### ASSIGNED TASK:
Report the tally of lines in the material below that have the string "TransportUnavailable", with no other output.
------
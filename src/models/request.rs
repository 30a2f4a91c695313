use crate::utils::time;
use serde::{Deserialize, Serialize};
use std::fmt;
use std::str::FromStr;

/// Lifecycle of a checkpoint request.
///
/// `Pending` is the only non-terminal state. Once a request reaches
/// `Completed`, `Cancelled` or `Timeout` it never changes again.
#[derive(Debug, Clone, Copy, Serialize, Deserialize, PartialEq, Eq, Hash)]
#[serde(rename_all = "UPPERCASE")]
pub enum RequestStatus {
    Pending,
    Completed,
    Cancelled,
    Timeout,
}

impl RequestStatus {
    pub fn as_str(&self) -> &'static str {
        match self {
            RequestStatus::Pending => "PENDING",
            RequestStatus::Completed => "COMPLETED",
            RequestStatus::Cancelled => "CANCELLED",
            RequestStatus::Timeout => "TIMEOUT",
        }
    }

    pub fn is_terminal(&self) -> bool {
        !matches!(self, RequestStatus::Pending)
    }
}

impl fmt::Display for RequestStatus {
    fn fmt(&self, f: &mut fmt::Formatter<'_>) -> fmt::Result {
        f.write_str(self.as_str())
    }
}

impl FromStr for RequestStatus {
    type Err = String;

    fn from_str(s: &str) -> Result<Self, Self::Err> {
        match s {
            "PENDING" => Ok(RequestStatus::Pending),
            "COMPLETED" => Ok(RequestStatus::Completed),
            "CANCELLED" => Ok(RequestStatus::Cancelled),
            "TIMEOUT" => Ok(RequestStatus::Timeout),
            other => Err(format!("Unknown request status '{}'", other)),
        }
    }
}

/// Generate a fresh correlation id (random 128-bit UUID v4).
pub fn new_request_id() -> String {
    uuid::Uuid::new_v4().to_string()
}

/// A prompt sent to the human through the peer front-end.
#[derive(Debug, Clone, Serialize, Deserialize, PartialEq)]
pub struct Request {
    pub request_id: String,
    /// Groups requests of one logical conversation. Defaults to `request_id`.
    pub session_id: String,
    pub prompt: String,
    /// Quick-reply labels, in display order.
    #[serde(default)]
    pub options: Vec<String>,
    pub status: RequestStatus,
    /// Indefinite-wait variant with a single "Continue" option.
    #[serde(default)]
    pub is_pause: bool,
    pub created_at: String,
    pub updated_at: String,
}

impl Request {
    pub fn new(prompt: impl Into<String>, options: Vec<String>) -> Self {
        let request_id = new_request_id();
        let now = time::now_utc();
        Self {
            session_id: request_id.clone(),
            request_id,
            prompt: prompt.into(),
            options,
            status: RequestStatus::Pending,
            is_pause: false,
            created_at: now.clone(),
            updated_at: now,
        }
    }

    /// Attach the request to an existing session. Blank ids are ignored.
    pub fn with_session(mut self, session_id: Option<String>) -> Self {
        if let Some(id) = session_id.filter(|s| !s.trim().is_empty()) {
            self.session_id = id;
        }
        self
    }

    pub fn with_pause(mut self, is_pause: bool) -> Self {
        self.is_pause = is_pause;
        self
    }

    /// Move to `status`. Returns false (and changes nothing) when the request
    /// is already terminal.
    pub fn transition(&mut self, status: RequestStatus) -> bool {
        if self.status.is_terminal() {
            return false;
        }
        self.status = status;
        self.updated_at = time::now_utc();
        true
    }
}

/// The human's answer to a [`Request`]. Exactly one per request.
#[derive(Debug, Clone, Serialize, Deserialize, PartialEq)]
pub struct Response {
    pub request_id: String,
    pub text: String,
    pub cancelled: bool,
    pub created_at: String,
}

impl Response {
    pub fn new(request_id: impl Into<String>, text: impl Into<String>, cancelled: bool) -> Self {
        Self {
            request_id: request_id.into(),
            text: text.into(),
            cancelled,
            created_at: time::now_utc(),
        }
    }

    /// Status the owning request moves to once this response is recorded.
    pub fn resulting_status(&self) -> RequestStatus {
        if self.cancelled {
            RequestStatus::Cancelled
        } else {
            RequestStatus::Completed
        }
    }
}

#[cfg(test)]
mod tests {
    use super::*;
    use std::collections::HashSet;

    #[test]
    fn test_request_defaults_session_to_own_id() {
        let request = Request::new("Review the diff", vec![]);
        assert_eq!(request.session_id, request.request_id);
        assert_eq!(request.status, RequestStatus::Pending);
        assert!(!request.is_pause);
    }

    #[test]
    fn test_request_with_session() {
        let request = Request::new("p", vec![]).with_session(Some("conv-1".to_string()));
        assert_eq!(request.session_id, "conv-1");

        let blank = Request::new("p", vec![]).with_session(Some("   ".to_string()));
        assert_eq!(blank.session_id, blank.request_id);
    }

    #[test]
    fn test_request_ids_are_unique() {
        let ids: HashSet<String> = (0..1000).map(|_| new_request_id()).collect();
        assert_eq!(ids.len(), 1000);
    }

    #[test]
    fn test_terminal_request_is_immutable() {
        let mut request = Request::new("p", vec![]);
        assert!(request.transition(RequestStatus::Completed));
        assert!(!request.transition(RequestStatus::Timeout));
        assert_eq!(request.status, RequestStatus::Completed);
    }

    #[test]
    fn test_status_string_roundtrip() {
        for status in [
            RequestStatus::Pending,
            RequestStatus::Completed,
            RequestStatus::Cancelled,
            RequestStatus::Timeout,
        ] {
            assert_eq!(status.as_str().parse::<RequestStatus>().unwrap(), status);
        }
        assert!("DONE".parse::<RequestStatus>().is_err());
    }

    #[test]
    fn test_status_serializes_uppercase() {
        let json = serde_json::to_string(&RequestStatus::Timeout).unwrap();
        assert_eq!(json, "\"TIMEOUT\"");
    }

    #[test]
    fn test_response_resulting_status() {
        assert_eq!(
            Response::new("r", "ok", false).resulting_status(),
            RequestStatus::Completed
        );
        assert_eq!(
            Response::new("r", "", true).resulting_status(),
            RequestStatus::Cancelled
        );
    }
}
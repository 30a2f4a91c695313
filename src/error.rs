//! Error taxonomy for checkpoint dispatch and collection

use std::time::Duration;

/// Outcome-level failures of a `dispatch` or `collect` call.
#[derive(Debug, thiserror::Error)]
pub enum CheckpointError {
    /// No candidate endpoint accepted the request
    #[error("Upstream connection failed: {detail}")]
    TransportUnavailable { detail: String },

    /// The caller-supplied deadline elapsed with no resolution
    #[error("No response within {}s", .0.as_secs_f64())]
    Timeout(Duration),

    /// The peer explicitly signalled cancellation
    #[error("User ended the exchange without further instructions")]
    Cancelled,

    /// Input failed schema validation at a boundary
    #[error("Malformed payload: {0}")]
    MalformedPayload(String),

    /// History/identity store failure
    #[error("History store error: {0}")]
    Persistence(#[from] HistoryError),

    /// Local I/O failure of the filesystem transport
    #[error("I/O error: {0}")]
    Io(#[from] std::io::Error),
}

impl CheckpointError {
    pub fn transport_unavailable(last_error: Option<String>) -> Self {
        CheckpointError::TransportUnavailable {
            detail: last_error.unwrap_or_else(|| "No endpoints available".to_string()),
        }
    }

    /// Message shown to the agent when the exchange did not produce an answer.
    pub fn user_message(&self) -> String {
        match self {
            CheckpointError::TransportUnavailable { .. } => format!(
                "{}\n\nThe IDE extension may not be running. \
                Please ensure the extension is installed and a window is open.",
                self
            ),
            CheckpointError::Cancelled => {
                "The user ended the session without further instructions.".to_string()
            }
            other => other.to_string(),
        }
    }
}

/// Failures of the history/identity store.
#[derive(Debug, thiserror::Error)]
pub enum HistoryError {
    #[error("History store not enabled")]
    Disabled,

    #[error("Database error: {0}")]
    Database(#[from] sqlx::Error),

    #[error("Serialization error: {0}")]
    Serialization(#[from] serde_json::Error),

    #[error("Store call timed out")]
    TimedOut,
}

#[cfg(test)]
mod tests {
    use super::*;

    #[test]
    fn test_error_display() {
        assert_eq!(
            CheckpointError::transport_unavailable(None).to_string(),
            "Upstream connection failed: No endpoints available"
        );
        assert_eq!(
            CheckpointError::transport_unavailable(Some("Timeout on port 23983".to_string()))
                .to_string(),
            "Upstream connection failed: Timeout on port 23983"
        );
        assert_eq!(
            CheckpointError::Timeout(Duration::from_millis(1500)).to_string(),
            "No response within 1.5s"
        );
        assert_eq!(
            HistoryError::Disabled.to_string(),
            "History store not enabled"
        );
    }

    #[test]
    fn test_user_message_suggests_peer_not_running() {
        let message = CheckpointError::transport_unavailable(None).user_message();
        assert!(message.contains("may not be running"));

        let cancelled = CheckpointError::Cancelled.user_message();
        assert!(cancelled.contains("without further instructions"));
    }
}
------
### TASK SOLUTION:
3